- [Saved data entries]
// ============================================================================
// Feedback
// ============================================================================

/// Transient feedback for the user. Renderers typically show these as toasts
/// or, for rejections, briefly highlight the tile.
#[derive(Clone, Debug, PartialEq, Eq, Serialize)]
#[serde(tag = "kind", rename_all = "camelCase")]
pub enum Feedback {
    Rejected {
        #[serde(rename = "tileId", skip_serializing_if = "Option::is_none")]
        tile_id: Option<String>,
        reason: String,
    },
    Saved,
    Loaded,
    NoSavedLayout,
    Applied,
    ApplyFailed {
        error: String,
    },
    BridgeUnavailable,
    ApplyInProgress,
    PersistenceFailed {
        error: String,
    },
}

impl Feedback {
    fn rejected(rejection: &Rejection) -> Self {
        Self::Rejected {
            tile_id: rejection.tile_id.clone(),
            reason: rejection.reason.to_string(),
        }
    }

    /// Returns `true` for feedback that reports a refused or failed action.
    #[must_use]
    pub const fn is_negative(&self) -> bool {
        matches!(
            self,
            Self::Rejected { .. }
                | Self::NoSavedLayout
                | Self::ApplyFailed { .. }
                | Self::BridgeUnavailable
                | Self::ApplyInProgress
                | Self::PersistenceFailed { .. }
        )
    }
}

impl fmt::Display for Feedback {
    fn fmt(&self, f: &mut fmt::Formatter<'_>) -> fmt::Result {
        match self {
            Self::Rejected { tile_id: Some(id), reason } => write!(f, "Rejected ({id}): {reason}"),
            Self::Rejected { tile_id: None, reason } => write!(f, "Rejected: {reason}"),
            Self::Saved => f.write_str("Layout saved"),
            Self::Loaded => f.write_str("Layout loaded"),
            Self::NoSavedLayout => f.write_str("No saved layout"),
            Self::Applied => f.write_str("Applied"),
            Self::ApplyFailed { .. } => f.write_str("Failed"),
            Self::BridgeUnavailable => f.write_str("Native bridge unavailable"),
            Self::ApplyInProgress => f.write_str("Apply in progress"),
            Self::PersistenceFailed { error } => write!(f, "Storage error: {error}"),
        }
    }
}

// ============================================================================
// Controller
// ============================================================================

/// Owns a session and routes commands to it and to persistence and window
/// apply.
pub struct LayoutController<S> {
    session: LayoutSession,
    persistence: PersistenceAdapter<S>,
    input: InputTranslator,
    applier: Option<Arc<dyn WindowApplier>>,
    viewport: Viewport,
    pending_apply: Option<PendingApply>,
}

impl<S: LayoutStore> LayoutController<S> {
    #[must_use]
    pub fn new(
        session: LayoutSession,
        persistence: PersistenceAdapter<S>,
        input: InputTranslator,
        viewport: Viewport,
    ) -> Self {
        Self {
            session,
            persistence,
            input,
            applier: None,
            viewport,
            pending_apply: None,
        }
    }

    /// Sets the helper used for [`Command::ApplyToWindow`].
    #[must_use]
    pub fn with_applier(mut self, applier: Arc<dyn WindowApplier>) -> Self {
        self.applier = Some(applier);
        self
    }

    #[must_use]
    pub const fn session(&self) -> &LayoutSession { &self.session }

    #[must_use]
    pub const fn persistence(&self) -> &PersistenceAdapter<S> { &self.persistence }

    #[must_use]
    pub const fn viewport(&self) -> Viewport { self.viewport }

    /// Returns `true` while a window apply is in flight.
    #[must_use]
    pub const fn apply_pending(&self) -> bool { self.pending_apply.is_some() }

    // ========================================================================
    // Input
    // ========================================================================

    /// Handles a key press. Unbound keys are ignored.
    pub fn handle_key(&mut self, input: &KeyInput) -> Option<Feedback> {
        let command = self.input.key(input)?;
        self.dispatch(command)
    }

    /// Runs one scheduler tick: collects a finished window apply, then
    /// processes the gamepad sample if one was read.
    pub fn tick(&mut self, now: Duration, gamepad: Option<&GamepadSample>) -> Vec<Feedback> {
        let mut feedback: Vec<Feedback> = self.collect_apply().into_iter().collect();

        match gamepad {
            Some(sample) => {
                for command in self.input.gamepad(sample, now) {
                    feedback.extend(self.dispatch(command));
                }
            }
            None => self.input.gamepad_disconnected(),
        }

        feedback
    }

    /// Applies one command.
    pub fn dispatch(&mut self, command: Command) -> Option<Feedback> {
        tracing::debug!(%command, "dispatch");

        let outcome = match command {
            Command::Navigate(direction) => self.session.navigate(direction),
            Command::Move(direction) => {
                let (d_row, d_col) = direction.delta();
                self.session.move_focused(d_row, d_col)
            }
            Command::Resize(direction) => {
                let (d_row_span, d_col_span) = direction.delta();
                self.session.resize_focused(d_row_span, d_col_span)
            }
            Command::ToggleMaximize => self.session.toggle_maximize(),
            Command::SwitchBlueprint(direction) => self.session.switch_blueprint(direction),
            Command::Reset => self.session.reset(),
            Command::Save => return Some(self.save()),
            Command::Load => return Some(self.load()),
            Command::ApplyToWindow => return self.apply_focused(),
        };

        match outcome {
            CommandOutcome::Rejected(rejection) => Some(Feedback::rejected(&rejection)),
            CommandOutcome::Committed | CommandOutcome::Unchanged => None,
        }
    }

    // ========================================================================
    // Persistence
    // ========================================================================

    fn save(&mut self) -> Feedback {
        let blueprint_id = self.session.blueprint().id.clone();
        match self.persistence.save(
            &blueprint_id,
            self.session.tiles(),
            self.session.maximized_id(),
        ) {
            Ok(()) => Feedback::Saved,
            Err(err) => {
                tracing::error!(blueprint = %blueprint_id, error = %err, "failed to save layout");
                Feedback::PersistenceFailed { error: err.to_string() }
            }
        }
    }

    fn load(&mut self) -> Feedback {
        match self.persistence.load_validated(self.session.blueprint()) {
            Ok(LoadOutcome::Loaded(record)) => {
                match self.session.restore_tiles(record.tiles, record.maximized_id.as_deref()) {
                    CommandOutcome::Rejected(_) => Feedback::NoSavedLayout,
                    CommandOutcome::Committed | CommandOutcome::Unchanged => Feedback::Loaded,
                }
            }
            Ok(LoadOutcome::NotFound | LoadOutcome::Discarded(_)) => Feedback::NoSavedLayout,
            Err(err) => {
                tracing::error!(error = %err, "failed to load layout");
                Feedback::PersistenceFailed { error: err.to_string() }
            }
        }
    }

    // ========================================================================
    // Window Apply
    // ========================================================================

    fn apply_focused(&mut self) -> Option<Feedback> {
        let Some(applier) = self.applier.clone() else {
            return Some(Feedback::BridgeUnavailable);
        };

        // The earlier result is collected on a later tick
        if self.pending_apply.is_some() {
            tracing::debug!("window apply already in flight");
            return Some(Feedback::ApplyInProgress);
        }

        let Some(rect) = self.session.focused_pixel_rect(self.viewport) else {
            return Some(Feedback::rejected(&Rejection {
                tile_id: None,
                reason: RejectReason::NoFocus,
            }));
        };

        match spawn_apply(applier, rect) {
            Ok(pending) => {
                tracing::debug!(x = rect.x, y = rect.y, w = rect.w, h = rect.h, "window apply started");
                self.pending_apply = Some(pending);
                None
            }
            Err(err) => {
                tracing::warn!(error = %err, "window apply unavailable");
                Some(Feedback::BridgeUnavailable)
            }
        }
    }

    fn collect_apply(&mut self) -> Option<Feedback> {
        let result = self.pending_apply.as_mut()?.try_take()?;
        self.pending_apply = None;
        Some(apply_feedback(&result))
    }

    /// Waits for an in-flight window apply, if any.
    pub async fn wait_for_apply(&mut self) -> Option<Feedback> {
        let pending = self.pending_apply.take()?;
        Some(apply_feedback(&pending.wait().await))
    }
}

- [TASK REQUIREMENTS] Return the entries in full. Do not alter them.

- [TASK RESPONSE]
// ============================================================================
// Feedback
// ============================================================================

/// Transient feedback for the user. Renderers typically show these as toasts
/// or, for rejections, briefly highlight the tile.
#[derive(Clone, Debug, PartialEq, Eq, Serialize)]
#[serde(tag = "kind", rename_all = "camelCase")]
pub enum Feedback {
    Rejected {
        #[serde(rename = "tileId", skip_serializing_if = "Option::is_none")]
        tile_id: Option<String>,
        reason: String,
    },
    Saved,
    Loaded,
    NoSavedLayout,
    Applied,
    ApplyFailed {
        error: String,
    },
    BridgeUnavailable,
    ApplyInProgress,
    PersistenceFailed {
        error: String,
    },
}

impl Feedback {
    fn rejected(rejection: &Rejection) -> Self {
        Self::Rejected {
            tile_id: rejection.tile_id.clone(),
            reason: rejection.reason.to_string(),
        }
    }

    /// Returns `true` for feedback that reports a refused or failed action.
    #[must_use]
    pub const fn is_negative(&self) -> bool {
        matches!(
            self,
            Self::Rejected { .. }
                | Self::NoSavedLayout
                | Self::ApplyFailed { .. }
                | Self::BridgeUnavailable
                | Self::ApplyInProgress
                | Self::PersistenceFailed { .. }
        )
    }
}

impl fmt::Display for Feedback {
    fn fmt(&self, f: &mut fmt::Formatter<'_>) -> fmt::Result {
        match self {
            Self::Rejected { tile_id: Some(id), reason } => write!(f, "Rejected ({id}): {reason}"),
            Self::Rejected { tile_id: None, reason } => write!(f, "Rejected: {reason}"),
            Self::Saved => f.write_str("Layout saved"),
            Self::Loaded => f.write_str("Layout loaded"),
            Self::NoSavedLayout => f.write_str("No saved layout"),
            Self::Applied => f.write_str("Applied"),
            Self::ApplyFailed { .. } => f.write_str("Failed"),
            Self::BridgeUnavailable => f.write_str("Native bridge unavailable"),
            Self::ApplyInProgress => f.write_str("Apply in progress"),
            Self::PersistenceFailed { error } => write!(f, "Storage error: {error}"),
        }
    }
}

// ============================================================================
// Controller
// ============================================================================

/// Owns a session and routes commands to it and to persistence and window
/// apply.
pub struct LayoutController<S> {
    session: LayoutSession,
    persistence: PersistenceAdapter<S>,
    input: InputTranslator,
    applier: Option<Arc<dyn WindowApplier>>,
    viewport: Viewport,
    pending_apply: Option<PendingApply>,
}

impl<S: LayoutStore> LayoutController<S> {
    #[must_use]
    pub fn new(
        session: LayoutSession,
        persistence: PersistenceAdapter<S>,
        input: InputTranslator,
        viewport: Viewport,
    ) -> Self {
        Self {
            session,
            persistence,
            input,
            applier: None,
            viewport,
            pending_apply: None,
        }
    }

    /// Sets the helper used for [`Command::ApplyToWindow`].
    #[must_use]
    pub fn with_applier(mut self, applier: Arc<dyn WindowApplier>) -> Self {
        self.applier = Some(applier);
        self
    }

    #[must_use]
    pub const fn session(&self) -> &LayoutSession { &self.session }

    #[must_use]
    pub const fn persistence(&self) -> &PersistenceAdapter<S> { &self.persistence }

    #[must_use]
    pub const fn viewport(&self) -> Viewport { self.viewport }

    /// Returns `true` while a window apply is in flight.
    #[must_use]
    pub const fn apply_pending(&self) -> bool { self.pending_apply.is_some() }

    // ========================================================================
    // Input
    // ========================================================================

    /// Handles a key press. Unbound keys are ignored.
    pub fn handle_key(&mut self, input: &KeyInput) -> Option<Feedback> {
        let command = self.input.key(input)?;
        self.dispatch(command)
    }

    /// Runs one scheduler tick: collects a finished window apply, then
    /// processes the gamepad sample if one was read.
    pub fn tick(&mut self, now: Duration, gamepad: Option<&GamepadSample>) -> Vec<Feedback> {
        let mut feedback: Vec<Feedback> = self.collect_apply().into_iter().collect();

        match gamepad {
            Some(sample) => {
                for command in self.input.gamepad(sample, now) {
                    feedback.extend(self.dispatch(command));
                }
            }
            None => self.input.gamepad_disconnected(),
        }

        feedback
    }

    /// Applies one command.
    pub fn dispatch(&mut self, command: Command) -> Option<Feedback> {
        tracing::debug!(%command, "dispatch");

        let outcome = match command {
            Command::Navigate(direction) => self.session.navigate(direction),
            Command::Move(direction) => {
                let (d_row, d_col) = direction.delta();
                self.session.move_focused(d_row, d_col)
            }
            Command::Resize(direction) => {
                let (d_row_span, d_col_span) = direction.delta();
                self.session.resize_focused(d_row_span, d_col_span)
            }
            Command::ToggleMaximize => self.session.toggle_maximize(),
            Command::SwitchBlueprint(direction) => self.session.switch_blueprint(direction),
            Command::Reset => self.session.reset(),
            Command::Save => return Some(self.save()),
            Command::Load => return Some(self.load()),
            Command::ApplyToWindow => return self.apply_focused(),
        };

        match outcome {
            CommandOutcome::Rejected(rejection) => Some(Feedback::rejected(&rejection)),
            CommandOutcome::Committed | CommandOutcome::Unchanged => None,
        }
    }

    // ========================================================================
    // Persistence
    // ========================================================================

    fn save(&mut self) -> Feedback {
        let blueprint_id = self.session.blueprint().id.clone();
        match self.persistence.save(
            &blueprint_id,
            self.session.tiles(),
            self.session.maximized_id(),
        ) {
            Ok(()) => Feedback::Saved,
            Err(err) => {
                tracing::error!(blueprint = %blueprint_id, error = %err, "failed to save layout");
                Feedback::PersistenceFailed { error: err.to_string() }
            }
        }
    }

    fn load(&mut self) -> Feedback {
        match self.persistence.load_validated(self.session.blueprint()) {
            Ok(LoadOutcome::Loaded(record)) => {
                match self.session.restore_tiles(record.tiles, record.maximized_id.as_deref()) {
                    CommandOutcome::Rejected(_) => Feedback::NoSavedLayout,
                    CommandOutcome::Committed | CommandOutcome::Unchanged => Feedback::Loaded,
                }
            }
            Ok(LoadOutcome::NotFound | LoadOutcome::Discarded(_)) => Feedback::NoSavedLayout,
            Err(err) => {
                tracing::error!(error = %err, "failed to load layout");
                Feedback::PersistenceFailed { error: err.to_string() }
            }
        }
    }

    // ========================================================================
    // Window Apply
    // ========================================================================

    fn apply_focused(&mut self) -> Option<Feedback> {
        let Some(applier) = self.applier.clone() else {
            return Some(Feedback::BridgeUnavailable);
        };

        // The earlier result is collected on a later tick
        if self.pending_apply.is_some() {
            tracing::debug!("window apply already in flight");
            return Some(Feedback::ApplyInProgress);
        }

        let Some(rect) = self.session.focused_pixel_rect(self.viewport) else {
            return Some(Feedback::rejected(&Rejection {
                tile_id: None,
                reason: RejectReason::NoFocus,
            }));
        };

        match spawn_apply(applier, rect) {
            Ok(pending) => {
                tracing::debug!(x = rect.x, y = rect.y, w = rect.w, h = rect.h, "window apply started");
                self.pending_apply = Some(pending);
                None
            }
            Err(err) => {
                tracing::warn!(error = %err, "window apply unavailable");
                Some(Feedback::BridgeUnavailable)
            }
        }
    }

    fn collect_apply(&mut self) -> Option<Feedback> {
        let result = self.pending_apply.as_mut()?.try_take()?;
        self.pending_apply = None;
        Some(apply_feedback(&result))
    }

    /// Waits for an in-flight window apply, if any.
    pub async fn wait_for_apply(&mut self) -> Option<Feedback> {
        let pending = self.pending_apply.take()?;
        Some(apply_feedback(&pending.wait().await))
    }
}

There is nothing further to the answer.